▶ Assignment: Scan the listing for the word "filename" and give the number of lines where it appears, with no other text.

***** Provided material

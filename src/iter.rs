//! Field iteration over a message or a packed repeated field
//!
//! Both entry points are single-pass and forward-only, drive the cursor's
//! primitive decoders, and reuse one [`Value`] across every callback
//! invocation, so walking a message allocates nothing.

use crate::codec::{Cursor, WireType};
use crate::errors::{Error, Result};
use crate::value::{FieldType, Value};

/// Calls `f` once per top-level field of the message held by `cursor`
///
/// The callback receives the field number and the decoded value. Returning
/// `Ok(true)` continues the walk, `Ok(false)` stops it cleanly, and any
/// error stops it and is propagated to the caller.
///
/// Group wire types are not supported at this level and fail with
/// [`Error::UnsupportedGroup`]. To descend into an embedded message, run
/// `message_each` again over a new cursor on the value's byte payload:
///
/// ```rust
/// use wiresift::{message_each, Cursor, WireType};
///
/// // field 1: varint 150, field 2: embedded message with one varint field
/// let bytes = [0x08, 0x96, 0x01, 0x12, 0x02, 0x08, 0x2a];
/// let mut cursor = Cursor::new(&bytes);
/// message_each(&mut cursor, |field_num, value| {
///     if field_num == 2 && value.wire_type() == WireType::Bytes {
///         let mut nested = Cursor::new(value.bytes());
///         message_each(&mut nested, |field_num, value| {
///             assert_eq!((field_num, value.number()), (1, 42));
///             Ok(true)
///         })?;
///     }
///     Ok(true)
/// })
/// .unwrap();
/// ```
pub fn message_each<'a, F>(cursor: &mut Cursor<'a>, mut f: F) -> Result<()>
where
    F: FnMut(i32, &Value<'a>) -> Result<bool>,
{
    let mut value = Value::new();
    while !cursor.is_eof() {
        let (field_num, wire_type) = cursor.decode_tag_and_wire_type()?;
        read_value(cursor, wire_type, &mut value)?;
        if !f(field_num, &value)? {
            return Ok(());
        }
    }
    Ok(())
}

/// Calls `f` once per element of a packed repeated field
///
/// `cursor` must hold just the field's payload, i.e. the byte run of one
/// length-delimited field already stripped of its tag and length prefix.
/// Packed elements carry no per-element tags, so `field_type` names the
/// element kind and fixes the wire type every element is decoded with;
/// a field type with no element encoding fails with
/// [`Error::UnknownFieldType`] before anything is decoded.
///
/// The callback contract is the same as for [`message_each`]: `Ok(false)`
/// stops the walk cleanly and errors are propagated.
pub fn packed_repeated_each<'a, F>(
    cursor: &mut Cursor<'a>,
    field_type: FieldType,
    mut f: F,
) -> Result<()>
where
    F: FnMut(&Value<'a>) -> Result<bool>,
{
    let wire_type = field_type
        .wire_type()
        .ok_or(Error::UnknownFieldType(field_type))?;

    let mut value = Value::new();
    while !cursor.is_eof() {
        read_value(cursor, wire_type, &mut value)?;
        if !f(&value)? {
            return Ok(());
        }
    }
    Ok(())
}

/// Decodes one value of the given wire type into `value`
fn read_value<'a>(cursor: &mut Cursor<'a>, wire_type: WireType, value: &mut Value<'a>) -> Result<()> {
    value.wire_type = wire_type;
    match wire_type {
        WireType::Varint => value.number = cursor.decode_varint()?,
        WireType::Fixed32 => value.number = u64::from(cursor.decode_fixed32()?),
        WireType::Fixed64 => value.number = cursor.decode_fixed64()?,
        WireType::Bytes => value.bytes = cursor.decode_raw_bytes()?,
        WireType::StartGroup | WireType::EndGroup => return Err(Error::UnsupportedGroup),
    }
    Ok(())
}
//! Boundary behaviors called out by spec §8 ("Testable properties").
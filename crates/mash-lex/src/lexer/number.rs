//! Number literal scanning.
//!
//! Emits a single `NUMBER` token carrying the verbatim source text
//! (including its base prefix and any `_` separators); turning that text
//! into an actual value is the parser's job, since the value's meaning
//! (which base, whether it has a fractional part) depends on the exact
//! spelling recorded here.

use mash_util::error::LexError;

use crate::token::TokenKind;
use crate::unicode::is_digit_in_base;

use super::core::Lexer;

impl<'a> Lexer<'a> {
    /// Scans a number literal starting at the current position (which
    /// must be a decimal digit).
    ///
    /// Base is selected by prefix: `0b`/`0B` binary, `0o`/`0O` octal,
    /// `0x`/`0X` hex, a bare leading `0` octal, anything else decimal.
    /// `_` is accepted between digits and dropped from the recorded
    /// value by the parser, not here. A fractional part and exponent are
    /// only recognized for base 10 (`e`/`E`) and base 16 (`p`/`P`),
    /// matching the source language's hex-float spelling.
    pub(super) fn lex_number(&mut self) {
        self.mark();
        let mut base = 10u32;

        if self.cursor.current_char() == '0' {
            match self.cursor.peek_char(1) {
                'b' | 'B' => {
                    base = 2;
                    self.cursor.advance();
                    self.cursor.advance();
                }
                'o' | 'O' => {
                    base = 8;
                    self.cursor.advance();
                    self.cursor.advance();
                }
                'x' | 'X' => {
                    base = 16;
                    self.cursor.advance();
                    self.cursor.advance();
                }
                _ => base = 8,
            }
        }

        let mut saw_digit = false;
        loop {
            let c = self.cursor.current_char();
            if c == '_' {
                self.cursor.advance();
                continue;
            }
            if is_digit_in_base(c, base) {
                saw_digit = true;
                self.cursor.advance();
            } else {
                break;
            }
        }

        if !saw_digit {
            let pos = self.mark_pos;
            self.report_err(pos, LexError::InvalidNumber);
            self.emit(TokenKind::Number);
            return;
        }

        if base == 10 || base == 16 {
            if self.cursor.current_char() == '.' {
                self.cursor.advance();
                loop {
                    let c = self.cursor.current_char();
                    if c == '_' || is_digit_in_base(c, base) {
                        self.cursor.advance();
                    } else {
                        break;
                    }
                }
            }

            let (exp_lower, exp_upper) = if base == 10 { ('e', 'E') } else { ('p', 'P') };
            let c = self.cursor.current_char();
            if c == exp_lower || c == exp_upper {
                self.cursor.advance();
                if matches!(self.cursor.current_char(), '+' | '-') {
                    self.cursor.advance();
                }
                let mut saw_exp_digit = false;
                while self.cursor.current_char().is_ascii_digit() {
                    saw_exp_digit = true;
                    self.cursor.advance();
                }
                if !saw_exp_digit {
                    let pos = self.mark_pos;
                    self.report_err(pos, LexError::InvalidNumber);
                }
            }
        }

        self.emit(TokenKind::Number);
    }
}

#[cfg(test)]
mod tests {
    use mash_util::diagnostic::Handler;

    use crate::lex;

    fn literals(source: &str) -> Vec<String> {
        let handler = Handler::new();
        lex(source, &handler)
            .into_iter()
            .filter(|t| t.kind == crate::token::TokenKind::Number)
            .map(|t| t.literal)
            .collect()
    }

    #[test]
    fn decimal_integer() {
        assert_eq!(literals("let x := 42\n"), vec!["42"]);
    }

    #[test]
    fn hex_with_underscore_separator() {
        assert_eq!(literals("let x := 0x1_A\n"), vec!["0x1_A"]);
    }

    #[test]
    fn binary_literal() {
        assert_eq!(literals("let x := 0b1010\n"), vec!["0b1010"]);
    }

    #[test]
    fn bare_leading_zero_is_preserved_verbatim() {
        // Base selection (octal for a bare leading zero) happens at
        // materialization time in the parser; the lexer just records the
        // digits it saw.
        assert_eq!(literals("let x := 0755\n"), vec!["0755"]);
    }

    #[test]
    fn decimal_float_with_exponent() {
        assert_eq!(literals("let x := 3.14e2\n"), vec!["3.14e2"]);
    }

    #[test]
    fn hex_float_with_p_exponent() {
        assert_eq!(literals("let x := 0x1.8p3\n"), vec!["0x1.8p3"]);
    }

    #[test]
    fn incomplete_base_prefix_reports_error_but_still_emits_a_token() {
        let handler = Handler::new();
        let toks = lex("let x := 0x\n", &handler);
        assert!(handler.has_errors());
        assert!(toks.iter().any(|t| t.kind == crate::token::TokenKind::Number));
    }

    // ---- property-based tests ------------------------------------------

    #[test]
    fn property_arbitrary_decimal_digit_strings_lex_to_one_clean_number() {
        use proptest::prelude::*;

        proptest!(|(digits in "[1-9][0-9]{0,8}")| {
            let source = format!("let x := {digits}\n");
            let handler = Handler::new();
            let toks = lex(&source, &handler);
            assert!(!handler.has_errors());
            let numbers = literals(&source);
            assert_eq!(numbers, vec![digits]);
            prop_assert!(toks.iter().any(|t| t.kind == crate::token::TokenKind::Number));
        });
    }

    #[test]
    fn property_arbitrary_hex_digit_strings_lex_with_base_prefix_intact() {
        use proptest::prelude::*;

        proptest!(|(digits in "[0-9a-fA-F]{1,12}")| {
            let source = format!("let x := 0x{digits}\n");
            let numbers = literals(&source);
            prop_assert_eq!(numbers, vec![format!("0x{digits}")]);
        });
    }

    #[test]
    fn property_underscore_separators_never_change_the_recorded_digits() {
        use proptest::prelude::*;

        proptest!(|(digits in "[1-9][0-9]{0,6}")| {
            let spaced: String = digits.chars().collect::<Vec<_>>()
                .chunks(2)
                .map(|c| c.iter().collect::<String>())
                .collect::<Vec<_>>()
                .join("_");
            let source = format!("let x := {spaced}\n");
            let numbers = literals(&source);
            prop_assert_eq!(numbers, vec![spaced]);
        });
    }
}
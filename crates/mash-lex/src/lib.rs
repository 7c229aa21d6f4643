//! Context-sensitive lexer for the `mash` embedded scripting language.
//!
//! The same `{ ... }` spelling opens a statement block, marks a command's
//! enclosing block, or interpolates an expression inside a template
//! string, depending on which of the four scanning contexts is active
//! when it's encountered. [`context::Context`] documents the four modes;
//! [`lexer::Lexer`] implements the dispatch between them.
//!
//! # Example
//!
//! ```
//! use mash_util::diagnostic::Handler;
//! use mash_lex::lex;
//!
//! let handler = Handler::new();
//! let tokens = lex("let x := 1 + 2\n", &handler);
//!
//! assert!(!handler.has_errors());
//! assert_eq!(tokens.last().unwrap().kind, mash_lex::token::TokenKind::Eof);
//! ```

pub mod context;
pub mod cursor;
pub mod lexer;
pub mod token;
pub mod unicode;

#[cfg(test)]
mod edge_cases;

pub use context::Context;
pub use cursor::Cursor;
pub use lexer::Lexer;
pub use token::{Token, TokenKind};

use mash_util::diagnostic::Handler;

/// Lexes `source` into a flat, `EOF`-terminated token stream, reporting
/// any encoding or lexical failures to `handler`.
///
/// Lexing never halts on error: a malformed token becomes `ILLEGAL` (or,
/// for a malformed number, a `NUMBER` token whose value the parser must
/// not trust) and scanning continues from just past it. Call
/// `handler.has_errors()` after this returns to decide whether the token
/// stream is trustworthy.
pub fn lex(source: &str, handler: &Handler) -> Vec<Token> {
    Lexer::new(source, handler).tokenize()
}
//! `Statement` and `TemplateExpr` context dispatch.
//!
//! Both share one scanning loop — a template expression is, lexically,
//! "Statement minus keyword recognition" — so `lex_statement` and
//! `lex_template_expr` are thin entry points over a shared
//! `scan_statement_like`.

use crate::unicode::is_ident_start;

use super::core::Lexer;

impl<'a> Lexer<'a> {
    /// Scans tokens in `Statement` context until `close` (the enclosing
    /// block's terminator) or end of input, without consuming it —
    /// `Block` (or, for a nested `{`, the same routine recursively)
    /// consumes the terminator itself.
    pub(super) fn lex_statement(&mut self, close: char) {
        self.scan_statement_like(close, true);
    }

    /// Scans the body of a template interpolation, always up to `}`.
    /// Identical to `Statement` except an identifier spelled like a
    /// keyword still lexes as `IDENT`.
    pub(super) fn lex_template_expr(&mut self) {
        self.scan_statement_like('}', false);
    }

    fn scan_statement_like(&mut self, close: char, allow_keywords: bool) {
        loop {
            if self.cursor.is_at_end() {
                return;
            }
            let c = self.cursor.current_char();
            if close != '\0' && c == close {
                return;
            }

            match c {
                '\n' => {
                    if self.semi_pending() {
                        return;
                    }
                    self.cursor.advance();
                }
                c if c.is_whitespace() => {
                    if self.semi_pending() {
                        self.cursor.skip_non_newline_whitespace();
                    } else {
                        self.cursor.skip_whitespace();
                    }
                }
                '#' => self.lex_comment(),
                '{' => {
                    self.mark();
                    self.cursor.advance();
                    self.emit(crate::token::TokenKind::LBrace);
                    self.lex_block('}');
                }
                '"' | '\'' | '`' => self.lex_string(c),
                c if c.is_ascii_digit() => self.lex_number(),
                c if is_ident_start(c) => self.lex_word(allow_keywords),
                _ => self.lex_operator_statement(),
            }
        }
    }
}
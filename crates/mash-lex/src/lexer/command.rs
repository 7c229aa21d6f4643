//! `Command` context dispatch: space-separated words and the restricted
//! `| || & && !` operator subset. The caller (`Block`) always inserts a
//! trailing semicolon after a command line, regardless of what ended it.

use super::core::Lexer;
use crate::token::TokenKind;

impl<'a> Lexer<'a> {
    /// Scans tokens in `Command` context until `close` or end of input,
    /// without consuming the terminator.
    pub(super) fn lex_command(&mut self, close: char) {
        loop {
            if self.cursor.is_at_end() {
                return;
            }
            let c = self.cursor.current_char();
            if c == '\n' {
                return;
            }
            if close != '\0' && c == close {
                return;
            }
            if c.is_whitespace() {
                self.cursor.skip_non_newline_whitespace();
                continue;
            }
            match c {
                '"' | '\'' | '`' => self.lex_string(c),
                '#' => self.lex_comment(),
                '|' | '&' | '!' => self.lex_operator_command(),
                _ => self.lex_command_word(close),
            }
        }
    }

    /// Consumes an unquoted command word: every rune up to whitespace,
    /// end of input, or the enclosing block's close brace.
    fn lex_command_word(&mut self, close: char) {
        self.mark();
        loop {
            if self.cursor.is_at_end() {
                break;
            }
            let c = self.cursor.current_char();
            if c.is_whitespace() || (close != '\0' && c == close) {
                break;
            }
            self.cursor.advance();
        }
        self.emit(TokenKind::String);
    }
}
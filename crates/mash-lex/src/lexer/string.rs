//! String, raw-string, and template-string scanning.
//!
//! All three share the same quoting mechanics: scan until the matching
//! delimiter or end of input, treating an unterminated literal as
//! lexically illegal rather than halting the scanner. Escape sequences
//! are validated here (so lexical errors surface at the right position)
//! but not decoded — `Token::literal` stays the verbatim source text,
//! and turning `\n`/`\x41`/... into actual characters is the parser's
//! job (it owns the runtime string value).

use mash_util::error::LexError;

use crate::token::TokenKind;

use super::core::Lexer;

impl<'a> Lexer<'a> {
    /// Dispatches on the opening quote: `` ` `` raw, `"` interpreted, `'`
    /// template.
    pub(super) fn lex_string(&mut self, quote: char) {
        match quote {
            '`' => self.lex_raw_string(),
            '"' => self.lex_interpreted_string(),
            '\'' => self.lex_template_string(),
            _ => unreachable!("lex_string called with a non-quote rune"),
        }
    }

    fn lex_raw_string(&mut self) {
        self.mark();
        self.cursor.advance();
        loop {
            if self.cursor.is_at_end() {
                let pos = self.mark_pos;
                self.report_err(pos, LexError::UnterminatedString);
                self.emit(TokenKind::Illegal);
                return;
            }
            if self.cursor.current_char() == '`' {
                self.cursor.advance();
                self.emit(TokenKind::String);
                return;
            }
            self.cursor.advance();
        }
    }

    fn lex_interpreted_string(&mut self) {
        self.mark();
        self.cursor.advance();
        loop {
            if self.cursor.is_at_end() {
                let pos = self.mark_pos;
                self.report_err(pos, LexError::UnterminatedString);
                self.emit(TokenKind::Illegal);
                return;
            }
            match self.cursor.current_char() {
                '"' => {
                    self.cursor.advance();
                    self.emit(TokenKind::String);
                    return;
                }
                '\\' => {
                    self.cursor.advance();
                    self.scan_escape('"');
                }
                _ => self.cursor.advance(),
            }
        }
    }

    /// A template string alternates `STRING` fragments with `{ expr }`
    /// interpolations: `TEMPLATE STRING ( "{" ... "}" STRING )* TEMPLATE`.
    fn lex_template_string(&mut self) {
        self.mark();
        self.cursor.advance();
        self.emit(TokenKind::Template);

        loop {
            self.mark();
            loop {
                if self.cursor.is_at_end() {
                    let pos = self.mark_pos;
                    self.report_err(pos, LexError::UnterminatedString);
                    self.emit(TokenKind::Illegal);
                    return;
                }
                match self.cursor.current_char() {
                    '\'' | '{' => break,
                    '\\' => {
                        self.cursor.advance();
                        self.scan_escape('\'');
                    }
                    _ => self.cursor.advance(),
                }
            }
            self.emit(TokenKind::String);

            if self.cursor.current_char() == '{' {
                self.mark();
                self.cursor.advance();
                self.emit(TokenKind::LBrace);
                self.lex_template_expr();
                self.mark();
                if self.cursor.current_char() == '}' {
                    self.cursor.advance();
                    self.emit(TokenKind::RBrace);
                } else {
                    let pos = self.mark_pos;
                    self.report(pos, "missing closing brace");
                    self.emit(TokenKind::RBrace);
                }
            } else {
                self.mark();
                self.cursor.advance();
                self.emit(TokenKind::Template);
                return;
            }
        }
    }

    /// Validates one escape sequence immediately following a consumed
    /// `\`: the simple letter escapes, `\NNN` (up to three octal digits),
    /// `\xHH`, `\uHHHH`, `\UHHHHHHHH`, and `\` followed by `delim` (the
    /// enclosing quote).
    pub(super) fn scan_escape(&mut self, delim: char) {
        if self.cursor.is_at_end() {
            let pos = self.current_pos();
            self.report_err(pos, LexError::UnterminatedEscape);
            return;
        }
        let c = self.cursor.current_char();
        match c {
            'a' | 'b' | 'f' | 'n' | 'r' | 't' | 'v' | '\\' => {
                self.cursor.advance();
            }
            c if c == delim => {
                self.cursor.advance();
            }
            // `\{` escapes a literal `{` inside a template string's
            // literal portions (spec §4.2.8); harmless to accept for the
            // other delimiters too since it matches no other case there.
            '{' if delim == '\'' => {
                self.cursor.advance();
            }
            '0'..='7' => {
                for _ in 0..3 {
                    if self.cursor.is_at_end() || !('0'..='7').contains(&self.cursor.current_char())
                    {
                        let pos = self.current_pos();
                        self.report_err(pos, LexError::UnterminatedEscape);
                        return;
                    }
                    self.cursor.advance();
                }
            }
            'x' => {
                self.cursor.advance();
                self.expect_hex_digits(2);
            }
            'u' => {
                self.cursor.advance();
                self.expect_hex_digits(4);
            }
            'U' => {
                self.cursor.advance();
                self.expect_hex_digits(8);
            }
            _ => {
                let pos = self.current_pos();
                self.report_err(pos, LexError::InvalidEscape);
                self.cursor.advance();
            }
        }
    }

    fn expect_hex_digits(&mut self, n: usize) {
        for _ in 0..n {
            if self.cursor.is_at_end() || !self.cursor.current_char().is_ascii_hexdigit() {
                let pos = self.current_pos();
                self.report_err(pos, LexError::UnterminatedEscape);
                return;
            }
            self.cursor.advance();
        }
    }

    fn current_pos(&self) -> mash_util::position::Position {
        mash_util::position::Position::new(self.cursor.line(), self.cursor.column())
    }
}
//! Error taxonomy shared by the lexer and the parser.
//!
//! The three enums mirror the orthogonal error classes the front end
//! distinguishes: byte-level encoding problems, lexical-scanning problems,
//! and grammar-level syntactic problems. None of these halts its stage —
//! they are constructed, handed to a [`crate::diagnostic::Handler`], and
//! scanning/parsing continues best-effort.

use thiserror::Error;

/// Failures in decoding the raw byte stream as UTF-8 text.
#[derive(Debug, Clone, Error, PartialEq, Eq)]
pub enum EncodingError {
    #[error("illegal NUL byte")]
    IllegalNul,

    /// Never constructed by `mash-lex` itself — a `&str` source is already
    /// guaranteed valid UTF-8 by the type system. Kept for callers that
    /// decode raw bytes with `str::from_utf8` before handing them to the
    /// lexer (see `validate_source`'s doc comment) and for parity with the
    /// three-way encoding taxonomy named in the front end's error kinds.
    #[error("illegal UTF-8 sequence")]
    IllegalUtf8,

    #[error("illegal byte order mark (only valid at offset 0)")]
    IllegalBom,
}

/// Failures while scanning a well-formed character stream into tokens.
#[derive(Debug, Clone, Error, PartialEq, Eq)]
pub enum LexError {
    #[error("unterminated string literal")]
    UnterminatedString,

    #[error("unterminated escape sequence")]
    UnterminatedEscape,

    #[error("invalid escape sequence")]
    InvalidEscape,

    #[error("invalid number literal")]
    InvalidNumber,

    #[error("illegal rune {0:?}")]
    IllegalRune(char),
}

/// Failures while building the AST from an otherwise valid token stream.
#[derive(Debug, Clone, Error, PartialEq, Eq)]
pub enum ParseError {
    #[error("unexpected token {found}, expected one of {expected}")]
    UnexpectedToken { found: String, expected: String },

    #[error("invalid assignment target")]
    InvalidAssignmentTarget,

    #[error("missing semicolon")]
    MissingSemicolon,

    #[error("missing closing brace")]
    MissingBrace,

    #[error("missing closing bracket")]
    MissingBracket,

    #[error("missing closing parenthesis")]
    MissingParen,

    #[error("missing delimiter in list")]
    MissingDelimiter,

    /// A `NUMBER`/`STRING` token failed value materialization (spec
    /// §4.4.3) — lexically well-formed enough to tokenize, but invalid
    /// once the parser tries to decode its value (bad number base digits,
    /// a malformed escape the lexer's validation pass missed consuming
    /// in lockstep with this decode).
    #[error(transparent)]
    Lex(#[from] LexError),
}

/// The union of every error the front end can report, for call sites that
/// need one concrete type (e.g. the `Handler`'s storage).
#[derive(Debug, Clone, Error, PartialEq, Eq)]
pub enum FrontEndError {
    #[error(transparent)]
    Encoding(#[from] EncodingError),

    #[error(transparent)]
    Lex(#[from] LexError),

    #[error(transparent)]
    Parse(#[from] ParseError),
}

**********

▶ Solved problem: 5